_EXERCISE REQUIREMENTS_: Once you reach the line containing "matching a set of" in the data below, restate each line word for word up to and including the one containing "#[derive(Debug, Clone, Default)]".
--- --- ---
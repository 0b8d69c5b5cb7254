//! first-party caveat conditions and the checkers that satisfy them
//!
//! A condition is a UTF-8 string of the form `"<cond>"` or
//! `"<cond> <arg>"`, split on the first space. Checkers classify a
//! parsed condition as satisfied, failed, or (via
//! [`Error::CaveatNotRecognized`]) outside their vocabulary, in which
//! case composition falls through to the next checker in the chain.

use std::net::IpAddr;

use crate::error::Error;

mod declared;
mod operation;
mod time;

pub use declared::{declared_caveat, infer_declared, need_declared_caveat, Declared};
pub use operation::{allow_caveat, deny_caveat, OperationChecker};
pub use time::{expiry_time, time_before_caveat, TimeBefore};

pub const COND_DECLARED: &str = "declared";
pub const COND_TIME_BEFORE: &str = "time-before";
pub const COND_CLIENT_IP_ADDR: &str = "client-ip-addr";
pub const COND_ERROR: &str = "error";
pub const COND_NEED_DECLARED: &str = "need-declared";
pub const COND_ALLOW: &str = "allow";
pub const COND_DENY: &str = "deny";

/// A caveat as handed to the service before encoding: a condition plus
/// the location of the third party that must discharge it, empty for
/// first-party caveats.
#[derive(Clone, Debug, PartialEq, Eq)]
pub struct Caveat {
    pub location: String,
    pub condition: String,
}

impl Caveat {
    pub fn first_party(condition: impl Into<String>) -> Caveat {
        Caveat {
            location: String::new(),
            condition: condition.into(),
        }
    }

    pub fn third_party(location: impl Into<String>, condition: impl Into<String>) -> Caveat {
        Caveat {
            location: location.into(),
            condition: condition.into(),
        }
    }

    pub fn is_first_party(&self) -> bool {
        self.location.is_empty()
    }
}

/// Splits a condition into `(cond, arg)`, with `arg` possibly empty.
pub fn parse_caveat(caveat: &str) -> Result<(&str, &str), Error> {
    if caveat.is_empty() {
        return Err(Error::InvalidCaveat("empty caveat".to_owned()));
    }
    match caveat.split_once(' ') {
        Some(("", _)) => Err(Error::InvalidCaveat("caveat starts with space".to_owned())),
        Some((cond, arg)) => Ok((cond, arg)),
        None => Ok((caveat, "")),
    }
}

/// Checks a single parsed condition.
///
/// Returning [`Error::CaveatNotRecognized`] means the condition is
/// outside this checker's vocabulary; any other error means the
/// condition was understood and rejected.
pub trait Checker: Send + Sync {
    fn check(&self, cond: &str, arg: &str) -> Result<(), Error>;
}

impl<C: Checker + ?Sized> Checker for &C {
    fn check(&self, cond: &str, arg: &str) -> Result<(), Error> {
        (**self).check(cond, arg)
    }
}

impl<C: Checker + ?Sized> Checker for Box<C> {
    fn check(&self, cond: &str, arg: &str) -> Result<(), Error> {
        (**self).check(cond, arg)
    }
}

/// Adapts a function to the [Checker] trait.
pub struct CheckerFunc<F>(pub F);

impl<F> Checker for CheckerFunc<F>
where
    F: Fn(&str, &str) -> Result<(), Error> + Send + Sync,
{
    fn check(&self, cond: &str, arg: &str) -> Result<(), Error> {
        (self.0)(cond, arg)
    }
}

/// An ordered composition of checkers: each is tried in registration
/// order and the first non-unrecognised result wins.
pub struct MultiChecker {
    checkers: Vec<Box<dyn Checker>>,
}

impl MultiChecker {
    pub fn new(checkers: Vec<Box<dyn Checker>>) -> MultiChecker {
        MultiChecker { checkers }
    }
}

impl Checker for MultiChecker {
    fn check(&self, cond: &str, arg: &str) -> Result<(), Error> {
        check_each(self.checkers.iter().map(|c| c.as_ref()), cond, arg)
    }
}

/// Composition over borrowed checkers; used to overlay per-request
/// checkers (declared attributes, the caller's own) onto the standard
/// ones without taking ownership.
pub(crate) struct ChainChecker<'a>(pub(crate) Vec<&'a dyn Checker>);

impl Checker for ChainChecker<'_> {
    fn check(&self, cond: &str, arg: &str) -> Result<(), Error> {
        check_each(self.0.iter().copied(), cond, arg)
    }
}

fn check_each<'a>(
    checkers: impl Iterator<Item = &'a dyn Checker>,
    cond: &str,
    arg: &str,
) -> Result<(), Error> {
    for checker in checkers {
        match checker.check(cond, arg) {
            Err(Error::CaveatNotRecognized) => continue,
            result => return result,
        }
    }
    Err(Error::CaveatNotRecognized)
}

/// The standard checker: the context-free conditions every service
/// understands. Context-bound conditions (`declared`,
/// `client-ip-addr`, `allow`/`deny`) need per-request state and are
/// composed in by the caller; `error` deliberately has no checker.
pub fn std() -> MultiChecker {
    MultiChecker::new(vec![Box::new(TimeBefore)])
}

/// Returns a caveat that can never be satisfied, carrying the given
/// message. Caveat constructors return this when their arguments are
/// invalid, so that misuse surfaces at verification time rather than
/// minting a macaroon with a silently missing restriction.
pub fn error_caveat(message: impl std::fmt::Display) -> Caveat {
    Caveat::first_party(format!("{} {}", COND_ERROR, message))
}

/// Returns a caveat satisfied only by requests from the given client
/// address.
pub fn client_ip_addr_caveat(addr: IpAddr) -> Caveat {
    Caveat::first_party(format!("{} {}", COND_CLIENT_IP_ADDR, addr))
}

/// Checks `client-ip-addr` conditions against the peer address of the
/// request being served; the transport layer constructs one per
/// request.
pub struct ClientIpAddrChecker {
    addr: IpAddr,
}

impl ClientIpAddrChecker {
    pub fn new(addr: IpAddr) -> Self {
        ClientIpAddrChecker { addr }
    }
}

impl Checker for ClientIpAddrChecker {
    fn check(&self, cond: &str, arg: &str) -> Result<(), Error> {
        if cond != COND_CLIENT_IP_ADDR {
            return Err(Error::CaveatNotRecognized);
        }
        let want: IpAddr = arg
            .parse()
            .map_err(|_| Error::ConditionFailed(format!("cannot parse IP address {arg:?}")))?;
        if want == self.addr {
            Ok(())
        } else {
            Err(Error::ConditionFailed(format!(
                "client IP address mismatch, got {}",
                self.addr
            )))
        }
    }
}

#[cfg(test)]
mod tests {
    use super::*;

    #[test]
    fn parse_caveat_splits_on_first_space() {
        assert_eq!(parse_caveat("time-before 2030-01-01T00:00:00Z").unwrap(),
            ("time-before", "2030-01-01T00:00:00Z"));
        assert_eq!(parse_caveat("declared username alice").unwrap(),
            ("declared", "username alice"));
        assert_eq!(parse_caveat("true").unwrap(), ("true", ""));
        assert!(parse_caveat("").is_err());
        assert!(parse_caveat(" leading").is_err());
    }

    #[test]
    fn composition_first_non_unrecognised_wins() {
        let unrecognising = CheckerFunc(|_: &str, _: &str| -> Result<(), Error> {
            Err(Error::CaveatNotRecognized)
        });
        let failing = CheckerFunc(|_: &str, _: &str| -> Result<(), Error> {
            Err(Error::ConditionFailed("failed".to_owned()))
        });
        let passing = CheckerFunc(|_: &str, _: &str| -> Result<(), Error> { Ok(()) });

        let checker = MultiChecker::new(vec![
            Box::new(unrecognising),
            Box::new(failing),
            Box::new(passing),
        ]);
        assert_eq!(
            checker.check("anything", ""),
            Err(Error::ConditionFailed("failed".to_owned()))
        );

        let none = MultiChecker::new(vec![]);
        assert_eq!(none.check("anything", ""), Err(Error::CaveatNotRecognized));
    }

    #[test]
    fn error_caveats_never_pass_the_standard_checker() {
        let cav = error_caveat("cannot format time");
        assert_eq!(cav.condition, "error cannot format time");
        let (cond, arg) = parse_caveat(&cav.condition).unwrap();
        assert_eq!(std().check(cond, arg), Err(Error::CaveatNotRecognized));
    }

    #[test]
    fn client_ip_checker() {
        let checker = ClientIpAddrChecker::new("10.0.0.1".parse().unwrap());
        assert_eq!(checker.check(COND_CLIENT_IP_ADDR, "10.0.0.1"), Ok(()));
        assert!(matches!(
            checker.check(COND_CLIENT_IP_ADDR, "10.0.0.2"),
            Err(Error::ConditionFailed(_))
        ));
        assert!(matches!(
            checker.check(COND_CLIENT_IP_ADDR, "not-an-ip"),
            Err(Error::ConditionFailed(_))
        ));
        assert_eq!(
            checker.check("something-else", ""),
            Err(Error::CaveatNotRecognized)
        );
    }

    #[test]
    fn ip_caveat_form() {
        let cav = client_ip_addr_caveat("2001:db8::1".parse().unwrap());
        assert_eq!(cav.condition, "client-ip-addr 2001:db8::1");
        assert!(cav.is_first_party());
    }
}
--- --- ---
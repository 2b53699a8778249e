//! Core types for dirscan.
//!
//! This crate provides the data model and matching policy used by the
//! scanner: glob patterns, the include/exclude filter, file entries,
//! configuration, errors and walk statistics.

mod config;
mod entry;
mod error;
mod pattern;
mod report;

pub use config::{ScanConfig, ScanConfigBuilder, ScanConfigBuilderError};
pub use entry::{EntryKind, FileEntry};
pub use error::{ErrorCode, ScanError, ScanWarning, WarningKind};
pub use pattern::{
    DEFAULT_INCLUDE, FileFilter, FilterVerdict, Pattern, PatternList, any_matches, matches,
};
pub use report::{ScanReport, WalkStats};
--- --- ---
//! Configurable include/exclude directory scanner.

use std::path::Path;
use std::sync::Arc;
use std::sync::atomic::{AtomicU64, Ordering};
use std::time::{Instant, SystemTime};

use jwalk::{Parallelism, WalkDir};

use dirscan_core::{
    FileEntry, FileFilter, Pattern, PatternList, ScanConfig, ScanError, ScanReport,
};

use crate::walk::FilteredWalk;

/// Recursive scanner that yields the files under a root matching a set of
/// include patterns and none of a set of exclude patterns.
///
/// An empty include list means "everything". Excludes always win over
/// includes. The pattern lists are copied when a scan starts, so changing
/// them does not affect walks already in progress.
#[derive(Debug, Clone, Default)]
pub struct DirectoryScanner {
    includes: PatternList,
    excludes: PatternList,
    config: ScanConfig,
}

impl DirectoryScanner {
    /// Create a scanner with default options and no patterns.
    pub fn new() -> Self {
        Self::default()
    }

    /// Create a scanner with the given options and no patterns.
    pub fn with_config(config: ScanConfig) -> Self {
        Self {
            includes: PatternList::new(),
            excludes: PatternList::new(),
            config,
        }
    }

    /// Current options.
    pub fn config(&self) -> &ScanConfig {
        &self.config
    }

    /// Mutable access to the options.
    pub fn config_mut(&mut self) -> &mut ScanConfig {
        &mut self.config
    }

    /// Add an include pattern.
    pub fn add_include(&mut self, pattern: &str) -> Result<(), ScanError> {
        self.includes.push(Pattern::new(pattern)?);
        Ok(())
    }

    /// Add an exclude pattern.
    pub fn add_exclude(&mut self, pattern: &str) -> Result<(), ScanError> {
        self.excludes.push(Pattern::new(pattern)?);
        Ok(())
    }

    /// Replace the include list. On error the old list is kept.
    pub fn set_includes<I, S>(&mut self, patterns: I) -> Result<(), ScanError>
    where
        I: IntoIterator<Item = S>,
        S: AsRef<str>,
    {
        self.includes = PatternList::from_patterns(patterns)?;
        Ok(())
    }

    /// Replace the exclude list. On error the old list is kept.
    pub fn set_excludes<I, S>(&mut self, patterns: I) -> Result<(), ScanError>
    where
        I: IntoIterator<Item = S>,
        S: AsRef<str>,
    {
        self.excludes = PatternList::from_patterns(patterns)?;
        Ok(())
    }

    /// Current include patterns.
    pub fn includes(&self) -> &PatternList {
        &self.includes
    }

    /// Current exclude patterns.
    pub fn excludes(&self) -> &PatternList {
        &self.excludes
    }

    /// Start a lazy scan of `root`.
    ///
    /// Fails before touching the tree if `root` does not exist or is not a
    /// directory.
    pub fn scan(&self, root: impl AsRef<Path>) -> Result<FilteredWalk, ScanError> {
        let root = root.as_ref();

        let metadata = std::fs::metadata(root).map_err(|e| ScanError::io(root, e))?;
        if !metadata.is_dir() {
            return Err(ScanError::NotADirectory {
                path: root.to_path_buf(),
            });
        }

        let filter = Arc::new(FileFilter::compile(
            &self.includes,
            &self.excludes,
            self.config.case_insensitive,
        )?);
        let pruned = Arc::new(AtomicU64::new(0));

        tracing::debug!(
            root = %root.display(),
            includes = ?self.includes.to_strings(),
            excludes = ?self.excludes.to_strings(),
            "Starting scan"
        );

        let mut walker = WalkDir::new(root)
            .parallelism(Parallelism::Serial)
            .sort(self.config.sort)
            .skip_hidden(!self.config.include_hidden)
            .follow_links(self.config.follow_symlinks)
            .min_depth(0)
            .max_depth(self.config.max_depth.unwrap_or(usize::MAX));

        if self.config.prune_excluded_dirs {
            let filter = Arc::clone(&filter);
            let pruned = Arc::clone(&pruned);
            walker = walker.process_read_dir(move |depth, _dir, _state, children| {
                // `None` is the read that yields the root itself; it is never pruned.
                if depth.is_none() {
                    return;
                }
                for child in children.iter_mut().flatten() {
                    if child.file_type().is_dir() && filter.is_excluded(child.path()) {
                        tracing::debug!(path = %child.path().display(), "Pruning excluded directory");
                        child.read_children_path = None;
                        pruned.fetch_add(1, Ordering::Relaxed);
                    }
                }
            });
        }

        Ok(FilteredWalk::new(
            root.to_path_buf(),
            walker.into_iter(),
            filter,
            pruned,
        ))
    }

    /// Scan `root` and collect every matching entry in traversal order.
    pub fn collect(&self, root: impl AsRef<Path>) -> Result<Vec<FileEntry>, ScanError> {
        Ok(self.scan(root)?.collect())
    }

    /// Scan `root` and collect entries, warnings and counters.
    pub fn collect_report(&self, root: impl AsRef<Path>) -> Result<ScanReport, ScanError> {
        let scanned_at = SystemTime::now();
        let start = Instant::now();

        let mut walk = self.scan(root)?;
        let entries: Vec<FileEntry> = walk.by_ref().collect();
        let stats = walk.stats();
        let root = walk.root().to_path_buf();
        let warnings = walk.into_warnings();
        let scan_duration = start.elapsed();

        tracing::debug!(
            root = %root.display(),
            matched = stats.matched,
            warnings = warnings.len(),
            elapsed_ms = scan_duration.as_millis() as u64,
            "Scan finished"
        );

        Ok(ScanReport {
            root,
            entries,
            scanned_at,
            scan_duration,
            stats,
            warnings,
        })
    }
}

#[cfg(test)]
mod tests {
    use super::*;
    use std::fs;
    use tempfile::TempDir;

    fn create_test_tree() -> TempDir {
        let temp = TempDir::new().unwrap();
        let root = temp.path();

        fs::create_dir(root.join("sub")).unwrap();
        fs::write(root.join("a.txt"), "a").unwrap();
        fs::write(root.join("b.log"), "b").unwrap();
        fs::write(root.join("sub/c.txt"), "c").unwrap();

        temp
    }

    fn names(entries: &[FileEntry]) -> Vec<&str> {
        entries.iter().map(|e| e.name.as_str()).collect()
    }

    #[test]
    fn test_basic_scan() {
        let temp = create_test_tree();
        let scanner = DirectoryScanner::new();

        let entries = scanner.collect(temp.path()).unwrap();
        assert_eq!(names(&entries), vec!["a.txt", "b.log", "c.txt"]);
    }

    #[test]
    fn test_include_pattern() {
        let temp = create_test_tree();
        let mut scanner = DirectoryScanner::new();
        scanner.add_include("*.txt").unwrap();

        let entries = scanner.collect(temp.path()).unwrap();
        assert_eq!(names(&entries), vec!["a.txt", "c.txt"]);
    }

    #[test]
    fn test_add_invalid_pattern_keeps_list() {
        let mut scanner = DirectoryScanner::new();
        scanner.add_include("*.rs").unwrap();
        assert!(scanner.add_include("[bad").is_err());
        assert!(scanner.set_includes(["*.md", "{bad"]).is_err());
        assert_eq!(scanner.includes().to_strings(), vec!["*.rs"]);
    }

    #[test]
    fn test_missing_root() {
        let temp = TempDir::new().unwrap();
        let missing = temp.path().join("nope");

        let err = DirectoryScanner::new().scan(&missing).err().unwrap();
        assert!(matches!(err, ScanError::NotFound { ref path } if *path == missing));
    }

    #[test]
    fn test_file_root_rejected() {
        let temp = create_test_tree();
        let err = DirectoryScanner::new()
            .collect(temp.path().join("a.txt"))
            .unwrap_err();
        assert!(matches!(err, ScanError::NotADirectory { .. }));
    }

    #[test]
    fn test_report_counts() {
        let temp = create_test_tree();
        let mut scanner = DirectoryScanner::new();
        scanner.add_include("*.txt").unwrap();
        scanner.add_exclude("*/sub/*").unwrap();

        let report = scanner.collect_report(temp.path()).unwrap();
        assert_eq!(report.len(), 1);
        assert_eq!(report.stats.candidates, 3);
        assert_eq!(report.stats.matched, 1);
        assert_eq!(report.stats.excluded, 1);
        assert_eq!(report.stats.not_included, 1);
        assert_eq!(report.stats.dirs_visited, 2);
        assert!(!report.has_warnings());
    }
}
--- --- ---
_REPLY_:
/// Recursive scanner that yields the files under a root matching a set of
/// include patterns and none of a set of exclude patterns.
///
/// An empty include list means "everything". Excludes always win over
/// includes. The pattern lists are copied when a scan starts, so changing
/// them does not affect walks already in progress.
#[derive(Debug, Clone, Default)]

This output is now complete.